__Action item__: The lines to reproduce from the material below are those from the one containing "let (dispatcher, watcher)" through the one containing "let listener = tokio::net::TcpListener::bind(addr).await?;", both included; write them out exactly and add nothing.

____ Records shown

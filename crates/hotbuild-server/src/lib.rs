//! Hot-reloading HTTP dispatcher for compiled server builds.
//!
//! An external compiler writes a server build (route manifest plus route
//! modules) into a build directory and touches a version marker when done.
//! This crate serves HTTP requests from that build:
//!
//! - **Development**: the marker is watched; every change reloads the build,
//!   publishes it and announces it to the development orchestrator. Requests
//!   always resolve the current build, so no restart is needed.
//! - **Production**: the build is loaded once and served for the life of the
//!   process.
//!
//! # Quick Start
//!
//! ```ignore
//! use hotbuild_server::{ServerConfig, notifier_for, run_server};
//!
//! #[tokio::main]
//! async fn main() {
//!     let config = ServerConfig::default();
//!     let notifier = notifier_for(config.dev_origin.as_deref());
//!     run_server(config, notifier).await.unwrap();
//! }
//! ```
//!
//! # Architecture
//!
//! ```text
//! compiler ──writes──► build/index.json, build/version.txt
//!                                          │
//!                              notify ─────┘
//!                                │
//!                          BuildWatcher ──► Reloader ──► BuildPublisher
//!                                              │              │
//!                                              ▼              ▼
//!                                     ReadinessNotifier   BuildReader
//!                                             ┌───────────────┘
//! HTTP ─► axum ─► /build, public/ ─miss─► Dispatcher ─► RequestHandler
//! ```

mod app;
mod dispatch;
mod error;
mod handler;
mod middleware;
mod notifier;
mod reload;
mod state;
mod static_files;

use std::net::SocketAddr;
use std::path::PathBuf;
use std::str::FromStr;
use std::sync::Arc;

use axum::Router;
use hotbuild_artifact::{ArtifactLoader, ServerBuild, channel};
use hotbuild_config::Mode;

pub use dispatch::Dispatcher;
pub use error::{ServerError, StartupError};
pub use handler::{BUILD_VERSION_HEADER, HandlerError, RequestHandler, create_request_handler};
pub use notifier::{DevServerNotifier, LogNotifier, ReadinessNotifier, notifier_for};
pub use reload::{BuildWatcher, DEFAULT_DEBOUNCE_MS, ReloadError, Reloader};

use state::AppState;

/// Server configuration.
#[derive(Clone, Debug)]
pub struct ServerConfig {
    /// Host address to bind to.
    pub host: String,
    /// Port to listen on.
    pub port: u16,
    /// Development or production.
    pub mode: Mode,
    /// Directory the compiler writes the server build to.
    pub build_dir: PathBuf,
    /// Manifest file name inside `build_dir`.
    pub index: String,
    /// Version marker path.
    pub marker: PathBuf,
    /// Public files directory.
    pub public_dir: PathBuf,
    /// Client asset directory served under `/build`.
    pub public_build_dir: PathBuf,
    /// Development orchestrator origin for readiness announcements.
    pub dev_origin: Option<String>,
    /// Marker debounce window in milliseconds.
    pub debounce_ms: u64,
}

impl Default for ServerConfig {
    fn default() -> Self {
        Self {
            host: "127.0.0.1".to_owned(),
            port: 3000,
            mode: Mode::Production,
            build_dir: PathBuf::from("build"),
            index: "index.json".to_owned(),
            marker: PathBuf::from("build/version.txt"),
            public_dir: PathBuf::from("public"),
            public_build_dir: PathBuf::from("public/build"),
            dev_origin: None,
            debounce_ms: DEFAULT_DEBOUNCE_MS,
        }
    }
}

/// A loaded, ready-to-serve application.
///
/// Holds the watcher (development only) so that it lives as long as the
/// router is served.
pub struct PreparedServer {
    router: Router,
    dispatcher: Dispatcher,
    watcher: Option<BuildWatcher>,
}

impl PreparedServer {
    /// The application router.
    #[must_use]
    pub fn router(&self) -> Router {
        self.router.clone()
    }

    /// Build the next request would be answered from.
    #[must_use]
    pub fn current_build(&self) -> Arc<ServerBuild> {
        self.dispatcher.current_build()
    }

    /// Whether the build marker is being watched.
    #[must_use]
    pub fn is_watching(&self) -> bool {
        self.watcher.is_some()
    }

    /// Announce the current build. No-op unless watching.
    pub fn announce_current(&self) {
        if let Some(watcher) = &self.watcher {
            watcher.reloader().announce_current();
        }
    }
}

/// Load the initial build and assemble the application.
///
/// In development the marker watcher is started; must be called from within
/// a tokio runtime.
///
/// # Errors
///
/// Returns [`StartupError`] if the initial build cannot be loaded or the
/// marker cannot be watched.
pub fn prepare(
    config: &ServerConfig,
    notifier: Arc<dyn ReadinessNotifier>,
) -> Result<PreparedServer, StartupError> {
    let loader = ArtifactLoader::new(&config.build_dir, &config.index);
    let initial = Arc::new(loader.load()?);

    if !initial.is_ready() {
        tracing::warn!(
            version = initial.version(),
            "Initial build has no asset manifest, serving it anyway"
        );
    }
    tracing::info!(
        version = initial.version(),
        routes = initial.routes().len(),
        mode = %config.mode,
        "Initial build loaded"
    );

    let (dispatcher, watcher) = if config.mode.is_development() {
        let (publisher, reader) = channel(initial);
        let reloader = Arc::new(Reloader::new(Arc::new(loader), publisher, notifier));
        let mut watcher = BuildWatcher::new(config.marker.clone(), reloader)
            .with_debounce_ms(config.debounce_ms);
        watcher.start()?;
        (Dispatcher::live(reader, config.mode), Some(watcher))
    } else {
        (Dispatcher::fixed(initial, config.mode), None)
    };

    let state = Arc::new(AppState {
        dispatcher: dispatcher.clone(),
    });
    let router = app::create_router(state, &config.public_dir, &config.public_build_dir);

    Ok(PreparedServer {
        router,
        dispatcher,
        watcher,
    })
}

/// Run the server.
///
/// # Arguments
///
/// * `config` - Server configuration
/// * `notifier` - Receives the current build after each reload
///
/// # Errors
///
/// Returns an error if the initial build cannot be loaded or the server
/// fails to start.
pub async fn run_server(
    config: ServerConfig,
    notifier: Arc<dyn ReadinessNotifier>,
) -> Result<(), StartupError> {
    let prepared = prepare(&config, notifier)?;

    let addr = SocketAddr::from_str(&format!("{}:{}", config.host, config.port))?;
    let listener = tokio::net::TcpListener::bind(addr).await?;
    tracing::info!(address = %addr, mode = %config.mode, "Server listening");

    prepared.announce_current();

    axum::serve(listener, prepared.router())
        .with_graceful_shutdown(shutdown_signal())
        .await?;

    if let Some(watcher) = &prepared.watcher {
        tracing::debug!(marker = %watcher.marker().display(), "Stopping build watcher");
    }
    Ok(())
}

/// Wait for shutdown signal (Ctrl-C).
async fn shutdown_signal() {
    if let Err(e) = tokio::signal::ctrl_c().await {
        tracing::error!(error = %e, "Failed to install Ctrl+C handler");
        std::future::pending::<()>().await;
    }
    tracing::info!("Shutdown signal received, stopping server...");
}

/// Create server configuration from hotbuild config.
///
/// # Arguments
///
/// * `config` - hotbuild configuration
#[must_use]
pub fn server_config_from_config(config: &hotbuild_config::Config) -> ServerConfig {
    ServerConfig {
        host: config.server.host.clone(),
        port: config.server.port,
        mode: config.server.mode,
        build_dir: config.build_resolved.dir.clone(),
        index: config.build_resolved.index.clone(),
        marker: config.build_resolved.marker_path(),
        public_dir: config.public_resolved.dir.clone(),
        public_build_dir: config.public_resolved.build_dir.clone(),
        dev_origin: config.dev.origin.clone(),
        debounce_ms: config.dev.debounce_ms,
    }
}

________

__Answer box__:
    let (dispatcher, watcher) = if config.mode.is_development() {
        let (publisher, reader) = channel(initial);
        let reloader = Arc::new(Reloader::new(Arc::new(loader), publisher, notifier));
        let mut watcher = BuildWatcher::new(config.marker.clone(), reloader)
            .with_debounce_ms(config.debounce_ms);
        watcher.start()?;
        (Dispatcher::live(reader, config.mode), Some(watcher))
    } else {
        (Dispatcher::fixed(initial, config.mode), None)
    };

    let state = Arc::new(AppState {
        dispatcher: dispatcher.clone(),
    });
    let router = app::create_router(state, &config.public_dir, &config.public_build_dir);

    Ok(PreparedServer {
        router,
        dispatcher,
        watcher,
    })
}

/// Run the server.
///
/// # Arguments
///
/// * `config` - Server configuration
/// * `notifier` - Receives the current build after each reload
///
/// # Errors
///
/// Returns an error if the initial build cannot be loaded or the server
/// fails to start.
pub async fn run_server(
    config: ServerConfig,
    notifier: Arc<dyn ReadinessNotifier>,
) -> Result<(), StartupError> {
    let prepared = prepare(&config, notifier)?;

    let addr = SocketAddr::from_str(&format!("{}:{}", config.host, config.port))?;
    let listener = tokio::net::TcpListener::bind(addr).await?;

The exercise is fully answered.